As the world becomes more crowded and corroded by consumption and capitalism, this landscape of minimalism will take on greater significance, reminding us through its blood red grandeur just how essential wild country is to our psychology, how precious the desert is to the soul of America.
—Terry Tempest Williams, Red: Passion and Patience in the Desert
The presence of the Negroes beside the whites is in a way an insurance policy on humanness. When the whites feel they have become too mechanized, they turn to the men of color and ask them for a little human sustenance.
—Franz Fanon, Black Skin, White Mask
[T]he New Age's greatest intellectual temptation lies in the wistful fallacy that one can engage in social struggle by working on oneself.
—Philip Deloria, Playing Indian
[La Escapía] had written "Friends of the Indians" across the front cover of the notebook as a joke. Friends of the Indians! What a laugh! The clergy and [End Page 205] the communists took credit for any good, however small, that had been done for the Indians since the arrival of Europeans. The world was full of "friends of the Indians."
—Leslie Marmon Silko, Almanac of the Dead

ROBERTO FERNANDEZ RETAMAR ARGUES IN CALIBAN AND OTHER ESSAYS (1989) that the image of the Carib/cannibal, a "bestial man situated on the margins of civilization," is contrasted with that of the Arawak/Taino, the peaceful, meek, and even timorously cowardly native. This Taino, he writes, would be transformed into the paradisiacal inhabitant of a utopian world—as in the world of Thomas More in 1516. Further, this notion of an Edenic creature would serve as a "working hypothesis for the bourgeois left, and, as such, offers an ideal model of the perfect society free from the constrictions of that feudal world against which the bourgeoisie is in fact struggling." The vision of the cannibal, then, corresponds to the right wing of that same bourgeoisie. Retamar writes, "It belongs to the ideological arsenal of politicians of action, those who perform the dirty work in whose fruits the charming dreamers of utopias will equally share" (7; my emphasis). Both of these visions, as Shakespeare was to address in The Tempest, were perfectly reconcilable.

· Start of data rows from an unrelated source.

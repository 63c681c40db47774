//! Standard typed property kinds.

use crate::core::{ModelError, Result, Value};
use crate::property::kind::{BASE_MODULE, Layer, PropertyKind, VALIDATE};
use crate::property::{Property, PropertyBuilder};
use lazy_static::lazy_static;
use std::sync::Arc;

/// Longest value an indexed string may hold, in bytes.
pub const MAX_STRING_LENGTH: usize = 1500;

lazy_static! {
    static ref BOOLEAN: Arc<PropertyKind> = PropertyKind::derive(
        &PropertyKind::base(),
        BASE_MODULE,
        Layer::new("BooleanProperty").hook(VALIDATE, |prop, value| match value {
            Value::Boolean(_) => Ok(None),
            other => Err(type_error(prop, "bool", other)),
        }),
    );

    static ref INTEGER: Arc<PropertyKind> = PropertyKind::derive(
        &PropertyKind::base(),
        BASE_MODULE,
        Layer::new("IntegerProperty").hook(VALIDATE, |prop, value| match value {
            Value::Integer(_) => Ok(None),
            other => Err(type_error(prop, "integer", other)),
        }),
    );

    static ref FLOAT: Arc<PropertyKind> = PropertyKind::derive(
        &PropertyKind::base(),
        BASE_MODULE,
        Layer::new("FloatProperty").hook(VALIDATE, |prop, value| match value {
            Value::Float(_) => Ok(None),
            Value::Integer(i) => Ok(Some(Value::Float(*i as f64))),
            other => Err(type_error(prop, "float", other)),
        }),
    );

    static ref BLOB: Arc<PropertyKind> = PropertyKind::derive(
        &PropertyKind::base(),
        BASE_MODULE,
        Layer::new("BlobProperty").hook(VALIDATE, |prop, value| match value {
            Value::Bytes(_) => Ok(None),
            other => Err(type_error(prop, "bytes", other)),
        }),
    );

    static ref TEXT: Arc<PropertyKind> = PropertyKind::derive(
        &PropertyKind::base(),
        BASE_MODULE,
        Layer::new("TextProperty").hook(VALIDATE, |prop, value| match value {
            Value::Text(_) => Ok(None),
            Value::Bytes(raw) => match std::str::from_utf8(raw) {
                Ok(text) => Ok(Some(Value::Text(text.to_string()))),
                Err(_) => Err(ModelError::BadValue(format!(
                    "Expected valid UTF-8 for property {}",
                    prop.name().unwrap_or("<unnamed>")
                ))),
            },
            other => Err(type_error(prop, "string", other)),
        }),
    );

    static ref STRING: Arc<PropertyKind> = PropertyKind::derive(
        &TEXT,
        BASE_MODULE,
        Layer::new("StringProperty").hook(VALIDATE, |prop, value| {
            // runs before the text layer decodes bytes, so both forms are measured
            let len = match value {
                Value::Text(text) => text.len(),
                Value::Bytes(raw) => raw.len(),
                _ => return Ok(None),
            };
            if prop.indexed() && len > MAX_STRING_LENGTH {
                return Err(ModelError::BadValue(format!(
                    "Indexed value {} must be at most {} bytes",
                    prop.name().unwrap_or("<unnamed>"),
                    MAX_STRING_LENGTH
                )));
            }
            Ok(None)
        }),
    );
}

fn type_error(prop: &Property, expected: &str, got: &Value) -> ModelError {
    ModelError::BadValue(format!(
        "Expected {} for property {}, got {}",
        expected,
        prop.name().unwrap_or("<unnamed>"),
        got.repr()
    ))
}

pub fn boolean_kind() -> Arc<PropertyKind> {
    Arc::clone(&BOOLEAN)
}

pub fn integer_kind() -> Arc<PropertyKind> {
    Arc::clone(&INTEGER)
}

pub fn float_kind() -> Arc<PropertyKind> {
    Arc::clone(&FLOAT)
}

pub fn blob_kind() -> Arc<PropertyKind> {
    Arc::clone(&BLOB)
}

pub fn text_kind() -> Arc<PropertyKind> {
    Arc::clone(&TEXT)
}

pub fn string_kind() -> Arc<PropertyKind> {
    Arc::clone(&STRING)
}

pub fn boolean() -> PropertyBuilder {
    PropertyBuilder::new(boolean_kind())
}

pub fn integer() -> PropertyBuilder {
    PropertyBuilder::new(integer_kind())
}

/// Integers assigned to a float property are stored as floats.
pub fn float() -> PropertyBuilder {
    PropertyBuilder::new(float_kind())
}

/// Blobs are unindexed unless asked otherwise.
pub fn blob() -> PropertyBuilder {
    PropertyBuilder::new(blob_kind()).indexed(false)
}

/// Long text; unindexed unless asked otherwise. UTF-8 bytes are decoded.
pub fn text() -> PropertyBuilder {
    PropertyBuilder::new(text_kind()).indexed(false)
}

/// Short, indexed text capped at [`MAX_STRING_LENGTH`] bytes.
pub fn string() -> PropertyBuilder {
    PropertyBuilder::new(string_kind())
}

#[cfg(test)]
mod tests {
    use super::*;
    use crate::property::{CreationCounter, MethodCache};

    fn build(builder: PropertyBuilder, name: &str) -> Property {
        builder
            .name(name)
            .counter(Arc::new(CreationCounter::new()))
            .cache(Arc::new(MethodCache::new()))
            .build()
            .unwrap()
    }

    #[test]
    fn test_boolean() {
        let prop = build(boolean(), "flag");
        assert_eq!(prop.do_validate(Value::Boolean(true)).unwrap(), Value::Boolean(true));
        assert!(matches!(prop.do_validate(Value::Integer(1)), Err(ModelError::BadValue(_))));
    }

    #[test]
    fn test_integer() {
        let prop = build(integer(), "count");
        assert_eq!(prop.do_validate(Value::Integer(7)).unwrap(), Value::Integer(7));
        assert!(prop.do_validate(Value::Float(7.5)).is_err());
        assert!(prop.do_validate(Value::Text("7".into())).is_err());
    }

    #[test]
    fn test_float_coerces_integers() {
        let prop = build(float(), "ratio");
        let coerced = prop.do_validate(Value::Integer(3)).unwrap();
        assert!(matches!(coerced, Value::Float(f) if f == 3.0));
        assert!(prop.do_validate(Value::Boolean(true)).is_err());
    }

    #[test]
    fn test_text_decodes_bytes() {
        let prop = build(text(), "body");
        assert!(!prop.indexed());
        assert_eq!(
            prop.do_validate(Value::Bytes(b"caf\xc3\xa9".to_vec())).unwrap(),
            Value::Text("café".into())
        );
        assert!(prop.do_validate(Value::Bytes(vec![0xff, 0xfe])).is_err());
    }

    #[test]
    fn test_string_chain() {
        let prop = build(string(), "title");
        assert!(prop.indexed());
        assert!(prop.kind().is_a(&text_kind()));

        let methods = prop
            .method_cache()
            .find_methods(prop.kind(), &[VALIDATE], false)
            .unwrap();
        let owners: Vec<&str> = methods.iter().map(|m| m.owner()).collect();
        assert_eq!(owners, vec!["StringProperty", "TextProperty"]);

        assert!(prop.do_validate(Value::Integer(1)).is_err());
        let too_long = "x".repeat(MAX_STRING_LENGTH + 1);
        assert!(prop.do_validate(Value::Text(too_long.clone())).is_err());

        let unindexed = build(string().indexed(false), "long");
        assert!(unindexed.do_validate(Value::Text(too_long)).is_ok());
    }

    #[test]
    fn test_string_caps_undecoded_bytes() {
        let prop = build(string(), "title");
        let oversized = vec![b'x'; 2000];
        assert!(matches!(
            prop.do_validate(Value::Bytes(oversized.clone())),
            Err(ModelError::BadValue(_))
        ));

        let at_limit = vec![b'x'; MAX_STRING_LENGTH];
        assert_eq!(
            prop.do_validate(Value::Bytes(at_limit)).unwrap(),
            Value::Text("x".repeat(MAX_STRING_LENGTH))
        );

        let unindexed = build(string().indexed(false), "long");
        assert!(unindexed.do_validate(Value::Bytes(oversized)).is_ok());
    }

    #[test]
    fn test_blob() {
        let prop = build(blob(), "payload");
        assert!(!prop.indexed());
        assert!(prop.do_validate(Value::Bytes(vec![1, 2])).is_ok());
        assert!(prop.do_validate(Value::Text("x".into())).is_err());
    }

    #[test]
    fn test_repeated_elements_are_validated() {
        use crate::model::ValueContainer;
        use std::collections::HashMap;

        struct Bag(HashMap<String, Value>);
        impl ValueContainer for Bag {
            fn values(&self) -> &HashMap<String, Value> {
                &self.0
            }
            fn values_mut(&mut self) -> &mut HashMap<String, Value> {
                &mut self.0
            }
        }

        let prop = float()
            .name("scores")
            .repeated(true)
            .counter(Arc::new(CreationCounter::new()))
            .build()
            .unwrap();
        let mut bag = Bag(HashMap::new());
        prop.set_value(&mut bag, vec![Value::Integer(1), Value::Float(2.5)]).unwrap();
        assert_eq!(
            bag.0.get("scores"),
            Some(&Value::List(vec![Value::Float(1.0), Value::Float(2.5)]))
        );
        assert!(prop.set_value(&mut bag, vec![Value::Text("x".into())]).is_err());
    }
}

The first epigraph I include above came from a book I found recently at a feminist bookshop. While I had hoped to find some literature to support my topic, I hadn't expected to find one quite so precisely related to my premise concerning both "falling in love" and "becoming American." But there it was, right on display near the register. Upon reading it, I considered it a different angle on the subject of representing Native Americans than that provided by Ian Frazier's On the Rez (2000), and realized that both works provided contemporary examples of becoming American by falling in love with "natives." Its author is an "acclaimed environmental activist and essay writer," and the book is titled in very simple letters, Red. The subtitle, in much smaller letters, is Passion and Patience in the Desert (Williams 2001).

The title of my paper is a twist on Richard Drinnon's Facing West: The Metaphysics of Indian-Hating and Empire-Building (1997). I argue that both [End Page 206] Indian loving and Indian hating constitute two sides of the same racialization of the indigenous populations of the Americas, as well as two sides in the racialization of the colonizers. This duality has been significant to the process of the Self-development of the colonizer. Far from being a process of psychological development of the individual European, however, this process is the "collective attitude" that is the history of the Americas, to use a phrase by E. Franklin Frazier, cited by Greg Thomas (1999); it is "part of American psychology and the mentality of America," to quote Robert F. Williams, cited again by Greg...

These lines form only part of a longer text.